Summary: "Default domain" preset reveals local hostname
Product: [Applications] kmail2 Reporter: Bernd Oliver Sünderhauf <pancho.s>
Component: config dialogAssignee: kdepim bugs <kdepim-bugs>
Status: RESOLVED UNMAINTAINED    
Severity: normal    
Priority: NOR    
Version: 4.7   
Target Milestone: ---   
Platform: Ubuntu   
OS: Linux   
Latest Commit: Version Fixed In:
Sentry Crash Report:

Description Bernd Oliver Sünderhauf 2011-12-13 23:28:09 UTC
Version:           4.7 (using KDE 4.7.3) 
OS:                Linux

The preset "Default domain" is also used for the "Message-ID" header of all mails, even if the complete address has been given.

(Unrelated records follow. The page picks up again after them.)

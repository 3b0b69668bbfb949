//! # qk-core
//!
//! Core types for querykit.
//!
//! This crate provides the foundational building blocks used across all other crates:
//! - Error types scoped to the offending query key or field
//! - Result type aliases
//! - Parser configuration

pub mod error;
pub mod result;
pub mod config;

pub use error::*;
pub use result::*;
pub use config::{ConfigError, ParserConfig, PlaceholderStyle};
//! Paginated results

use serde::Serialize;

/// One page of rows with the unpaginated total
#[derive(Debug, Clone, Serialize)]
pub struct Page<T> {
    pub items: Vec<T>,
    pub total: i64,
    /// 0 when the request had no limit
    pub limit: u64,
    pub offset: u64,
}

impl<T> Page<T> {
    pub fn new(items: Vec<T>, total: i64, limit: u64, offset: u64) -> Self {
        Self {
            items,
            total,
            limit,
            offset,
        }
    }

    /// 1-based page number
    pub fn page(&self) -> u64 {
        if self.limit == 0 {
            1
        } else {
            self.offset / self.limit + 1
        }
    }

    pub fn total_pages(&self) -> u64 {
        let total = self.total.max(0) as u64;
        if self.limit == 0 {
            1
        } else {
            total.div_ceil(self.limit).max(1)
        }
    }

    pub fn has_next(&self) -> bool {
        self.limit > 0 && (self.offset + self.limit) < self.total.max(0) as u64
    }

    pub fn has_prev(&self) -> bool {
        self.offset > 0
    }
}

#[cfg(test)]
mod tests {
    use super::*;

    #[test]
    fn test_page_helpers() {
        let page = Page::new(vec![1, 2, 3, 4, 5], 50, 5, 5);
        assert_eq!(page.page(), 2);
        assert_eq!(page.total_pages(), 10);
        assert!(page.has_next());
        assert!(page.has_prev());

        let last = Page::new(vec![1], 11, 5, 10);
        assert_eq!(last.page(), 3);
        assert_eq!(last.total_pages(), 3);
        assert!(!last.has_next());
    }

    #[test]
    fn test_unlimited_page() {
        let page = Page::new(vec!["a", "b"], 2, 0, 0);
        assert_eq!(page.page(), 1);
        assert_eq!(page.total_pages(), 1);
        assert!(!page.has_next());
        assert!(!page.has_prev());
    }

    #[test]
    fn test_serialize() {
        let page = Page::new(vec![10, 20], 2, 10, 0);
        let json = serde_json::to_value(&page).unwrap();
        assert_eq!(
            json,
            serde_json::json!({"items": [10, 20], "total": 2, "limit": 10, "offset": 0})
        );
    }
}
use super::{require, Controller, UseCase};
use crate::{
    error::{Result, StudioError},
    export::ExportFile,
    gemini::ImageBackend,
    models::{EditStyle, GenerationRequest, GenerationResult, InputImage},
    prompts,
};
use async_trait::async_trait;

pub const EDITED_IMAGE_STEM: &str = "edited-image";

const MISSING_INPUT: &str = "Please upload an image and provide an edit prompt.";

#[derive(Debug, Clone, Default)]
pub struct ImageEdit {
    pub image: Option<InputImage>,
    pub prompt: String,
    pub style: EditStyle,
}

#[async_trait]
impl UseCase for ImageEdit {
    type Output = GenerationResult;

    const SUBJECT: &'static str = "image";
    const ACTION: &'static str = "edit image";

    fn validate(&self) -> Result<()> {
        match &self.image {
            Some(image) if !image.is_empty() => require(&self.prompt, MISSING_INPUT),
            _ => Err(StudioError::MissingInput(MISSING_INPUT.to_string())),
        }
    }

    async fn generate(&self, backend: &dyn ImageBackend) -> Result<GenerationResult> {
        let image = self
            .image
            .clone()
            .ok_or_else(|| StudioError::MissingInput(MISSING_INPUT.to_string()))?;
        let request = GenerationRequest::edit(image, prompts::edit_prompt(&self.prompt, self.style));
        backend.execute(&request).await
    }

    fn export_files(output: &GenerationResult) -> Vec<ExportFile> {
        vec![ExportFile::with_stem(EDITED_IMAGE_STEM, output.clone())]
    }
}

impl Controller<ImageEdit> {
    /// A new source image invalidates whatever was generated from the old one.
    pub fn set_image(&mut self, image: InputImage) {
        self.inputs_mut().image = Some(image);
        self.clear_output();
    }
}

This means that the local hostname is revealed within the email header, which is an unexpected breach of privacy and possibly security.

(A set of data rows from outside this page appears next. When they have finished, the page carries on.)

//! Scripted backend for controller and studio tests.

use crate::{
    error::{Result, StudioError},
    gemini::ImageBackend,
    models::{GenerationResult, InputImage},
};
use async_trait::async_trait;
use std::sync::atomic::{AtomicUsize, Ordering};
use std::sync::Mutex;

#[derive(Debug, Clone, Copy, PartialEq, Eq)]
pub enum Failure {
    NoImage,
    Transport,
}

pub struct FakeBackend {
    failures: Vec<(String, Failure)>,
    mime_type: String,
    calls: AtomicUsize,
    prompts: Mutex<Vec<String>>,
}

impl FakeBackend {
    pub fn new() -> Self {
        Self {
            failures: Vec::new(),
            mime_type: "image/png".to_string(),
            calls: AtomicUsize::new(0),
            prompts: Mutex::new(Vec::new()),
        }
    }

    /// Any prompt containing `needle` fails with `failure`.
    pub fn failing_on(mut self, needle: &str, failure: Failure) -> Self {
        self.failures.push((needle.to_string(), failure));
        self
    }

    /// Successful responses are labelled with `mime_type` instead of PNG.
    pub fn answering_with(mut self, mime_type: &str) -> Self {
        self.mime_type = mime_type.to_string();
        self
    }

    pub fn calls(&self) -> usize {
        self.calls.load(Ordering::SeqCst)
    }

    pub fn prompts(&self) -> Vec<String> {
        self.prompts.lock().unwrap().clone()
    }

    fn respond(&self, prompt: &str, payload: &str) -> Result<GenerationResult> {
        self.calls.fetch_add(1, Ordering::SeqCst);
        self.prompts.lock().unwrap().push(prompt.to_string());

        match self.failures.iter().find(|(needle, _)| prompt.contains(needle.as_str())) {
            Some((_, Failure::NoImage)) => {
                Err(StudioError::NoImageProduced("scripted empty response".into()))
            }
            Some((_, Failure::Transport)) => {
                Err(StudioError::GenerationFailed("scripted 503 Service Unavailable".into()))
            }
            None => Ok(GenerationResult::new(payload, self.mime_type.clone())),
        }
    }
}

#[async_trait]
impl ImageBackend for FakeBackend {
    async fn edit_image(&self, image: &InputImage, prompt: &str) -> Result<GenerationResult> {
        tokio::task::yield_now().await;
        self.respond(prompt, &image.to_base64())
    }

    async fn generate_from_text(&self, prompt: &str) -> Result<GenerationResult> {
        tokio::task::yield_now().await;
        // "aW1hZ2U=" is base64 for "image"
        self.respond(prompt, "aW1hZ2U=")
    }
}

A "Default domain" like "example.com" presets the addressees domain, so if only "marc" is given as addressee, the mail is sent to "marc@example.com".
This is an advanced setting useful for some special requirements, especially within large companies or institutions. In most other environments, especially for private users that don't host their own domain on their local network, this makes no sense but will usually make no harm either.

Reproducible: Always

Steps to Reproduce:
Check the "Default domain" setting within the configure->sending dialogue. Whenever the PC you're working on is not part of a corporate network, you will see just your hostname.

Actual Results:  
Now write an eMail e.g. to yourself, look into the Inbox and view the complete message header of your email. You will find your hostname in the "Message-ID" field. Every other addressee would either.

Expected Results:  
I'm not sure whether it is necessary and/or makes sense to use the preset "Default domain" for "Message-ID" headers. But even if it does, the "Default domain" shouldn't be preset with the local hostname upon installation. Rather it should be empty by default.

See also:
- http://bugs.kde.org/show_bug.cgi?id=19088#c3
- http://bugs.kde.org/show_bug.cgi?id=146510
asking for a Default domain setting on a per Identity basis (as in Eudora).
Comment 1 Denis Kurz 2016-09-24 18:22:59 UTC
This bug has only been reported for versions before 4.14, which have been unsupported for at least two years now. Can anyone tell if this bug still present?

If noone confirms this bug for a Framework-based version of kmail2 (version 5.0 or later, as part of KDE Applications 15.12 or later), it gets closed in about three months.
Comment 2 Denis Kurz 2017-01-07 22:11:30 UTC
Just as announced in my last comment, I close this bug. If you encounter it again in a recent version (at least 5.0 aka 15.08), please open a new one unless it already exists. Thank you for all your input.